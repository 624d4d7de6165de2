//! One-time copy of a legacy store into the primary store.
//!
//! Earlier installs kept events in a standalone local file. On startup the
//! contents are copied once into the configured primary store, preserving ids,
//! archived flags and creation timestamps. A marker file next to the primary
//! store records completion so the copy never runs twice.

use crate::domain::error::{FutureJoyError, Result};
use crate::storage::backend::EventStore;
use crate::storage::json::JsonEventStore;
use crate::storage::query::{EventQuery, SortKey, SortOrder};
use chrono::{DateTime, Utc};
use serde::{Deserialize, Serialize};
use std::path::Path;

/// Result of a migration attempt.
#[derive(Debug, Clone, Copy, PartialEq, Eq)]
pub enum MigrationOutcome {
    /// The marker file exists; nothing was done.
    AlreadyCompleted,
    /// No legacy store exists; nothing was done and no marker written.
    NotNeeded,
    /// Events were copied and the marker written.
    Completed { count: usize },
}

#[derive(Debug, Serialize, Deserialize)]
struct MigrationMarker {
    completed_at: DateTime<Utc>,
    migrated: usize,
}

/// Whether a legacy store exists that has not been migrated yet.
#[must_use]
pub fn needs_migration(legacy_path: &Path, marker_path: &Path) -> bool {
    !marker_path.exists() && legacy_path.exists()
}

/// Copies every event from the legacy store at `legacy_path` into `target`.
///
/// Events already present in `target` (same id) are skipped, so a run that
/// failed after committing but before writing the marker can safely repeat.
///
/// # Errors
///
/// Returns an error if the legacy store cannot be read, the target commit
/// fails (staged copies are rolled back), or the marker cannot be written.
pub fn migrate_legacy_store(
    legacy_path: &Path,
    marker_path: &Path,
    target: &mut dyn EventStore,
) -> Result<MigrationOutcome> {
    let _span = tracing::info_span!("migrate_legacy_store", legacy = ?legacy_path).entered();

    if marker_path.exists() {
        tracing::debug!("migration already completed");
        return Ok(MigrationOutcome::AlreadyCompleted);
    }
    if !legacy_path.exists() {
        tracing::debug!("no legacy store found");
        return Ok(MigrationOutcome::NotNeeded);
    }

    let legacy = JsonEventStore::open(legacy_path)?;
    let events = legacy.fetch(&EventQuery::all().sorted_by(SortKey::CreatedAt, SortOrder::Ascending))?;

    // Every lookup runs before anything is staged, so an early return leaves
    // the target untouched.
    let mut missing = Vec::with_capacity(events.len());
    for event in events {
        if target.get(event.id)?.is_some() {
            tracing::debug!(event_id = %event.id, "event already present, skipping");
            continue;
        }
        missing.push(event);
    }

    let count = missing.len();
    for event in missing {
        target.insert(event);
    }

    if let Err(e) = target.save() {
        target.rollback();
        tracing::error!(error = %e, "migration commit failed");
        return Err(FutureJoyError::Commit(e.to_string()));
    }

    mark_completed(marker_path, count)?;
    tracing::info!(count, "legacy events migrated");
    Ok(MigrationOutcome::Completed { count })
}

fn mark_completed(marker_path: &Path, migrated: usize) -> Result<()> {
    if let Some(parent) = marker_path.parent() {
        std::fs::create_dir_all(parent)?;
    }
    let marker = MigrationMarker {
        completed_at: Utc::now(),
        migrated,
    };
    let json = serde_json::to_string(&marker)
        .map_err(|e| FutureJoyError::Storage(format!("failed to serialize marker: {e}")))?;
    std::fs::write(marker_path, json)?;
    Ok(())
}

#[cfg(test)]
mod tests {
    use super::*;
    use crate::domain::{Event, NewEvent};
    use crate::storage::testing::FlakyStore;
    use chrono::Duration;

    fn write_legacy(path: &Path, events: &[Event]) {
        let mut legacy = JsonEventStore::open(path).unwrap();
        for event in events {
            legacy.insert(event.clone());
        }
        legacy.save().unwrap();
    }

    #[test]
    fn copies_events_preserving_identity_then_marks_done() {
        let dir = tempfile::tempdir().unwrap();
        let legacy_path = dir.path().join("legacy.json");
        let marker = dir.path().join(".migrated");

        let now = Utc::now();
        let mut archived = Event::create(NewEvent::new("Old", "🎂", now - Duration::days(9)), now - Duration::days(20));
        archived.is_archived = true;
        let upcoming = Event::create(NewEvent::new("Soon", "🎸", now + Duration::days(4)), now);
        write_legacy(&legacy_path, &[archived.clone(), upcoming.clone()]);

        let mut target = JsonEventStore::in_memory();
        assert!(needs_migration(&legacy_path, &marker));

        let outcome = migrate_legacy_store(&legacy_path, &marker, &mut target).unwrap();
        assert_eq!(outcome, MigrationOutcome::Completed { count: 2 });
        assert_eq!(target.get(archived.id).unwrap(), Some(archived));
        assert_eq!(target.get(upcoming.id).unwrap(), Some(upcoming));
        assert!(!needs_migration(&legacy_path, &marker));

        let again = migrate_legacy_store(&legacy_path, &marker, &mut target).unwrap();
        assert_eq!(again, MigrationOutcome::AlreadyCompleted);
    }

    #[test]
    fn missing_legacy_store_is_not_needed() {
        let dir = tempfile::tempdir().unwrap();
        let mut target = JsonEventStore::in_memory();

        let outcome = migrate_legacy_store(
            &dir.path().join("absent.json"),
            &dir.path().join(".migrated"),
            &mut target,
        )
        .unwrap();

        assert_eq!(outcome, MigrationOutcome::NotNeeded);
        assert!(!dir.path().join(".migrated").exists());
    }

    #[test]
    fn failed_commit_leaves_marker_unwritten() {
        let dir = tempfile::tempdir().unwrap();
        let legacy_path = dir.path().join("legacy.json");
        let marker = dir.path().join(".migrated");
        let now = Utc::now();
        write_legacy(&legacy_path, &[Event::create(NewEvent::new("A", "🎁", now), now)]);

        let (mut target, faults) = FlakyStore::new();
        faults.set_fail_save(true);

        let result = migrate_legacy_store(&legacy_path, &marker, &mut target);
        assert!(matches!(result, Err(FutureJoyError::Commit(_))));
        assert!(!marker.exists());
        assert!(!target.has_changes());

        faults.set_fail_save(false);
        let retry = migrate_legacy_store(&legacy_path, &marker, &mut target).unwrap();
        assert_eq!(retry, MigrationOutcome::Completed { count: 1 });

        std::fs::remove_file(&marker).unwrap();
        let repeat = migrate_legacy_store(&legacy_path, &marker, &mut target).unwrap();
        assert_eq!(repeat, MigrationOutcome::Completed { count: 0 });
    }

    #[test]
    fn failed_lookup_stages_nothing() {
        let dir = tempfile::tempdir().unwrap();
        let legacy_path = dir.path().join("legacy.json");
        let marker = dir.path().join(".migrated");
        let now = Utc::now();
        write_legacy(
            &legacy_path,
            &[
                Event::create(NewEvent::new("First", "🎁", now + Duration::days(2)), now - Duration::days(2)),
                Event::create(NewEvent::new("Second", "🎈", now + Duration::days(5)), now - Duration::days(1)),
            ],
        );

        let (mut target, faults) = FlakyStore::new();
        faults.fail_get_after(1);

        let result = migrate_legacy_store(&legacy_path, &marker, &mut target);
        assert!(matches!(result, Err(FutureJoyError::Storage(_))));
        assert!(!marker.exists());
        assert!(!target.has_changes());

        // A later unrelated commit must not carry half a migration with it.
        target.save().unwrap();
        assert!(target.fetch(&EventQuery::all()).unwrap().is_empty());
    }
}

○ ○ ○ ○ ○

▶ [Work request]: Please print the lines from the start of the records up to and including the line with "next to the primary", copying each one exactly and leaving out the rest.

▶ [Solution below]:
repository 624d4d7de6165de2
//! One-time copy of a legacy store into the primary store.
//!
//! Earlier installs kept events in a standalone local file. On startup the
//! contents are copied once into the configured primary store, preserving ids,
//! archived flags and creation timestamps. A marker file next to the primary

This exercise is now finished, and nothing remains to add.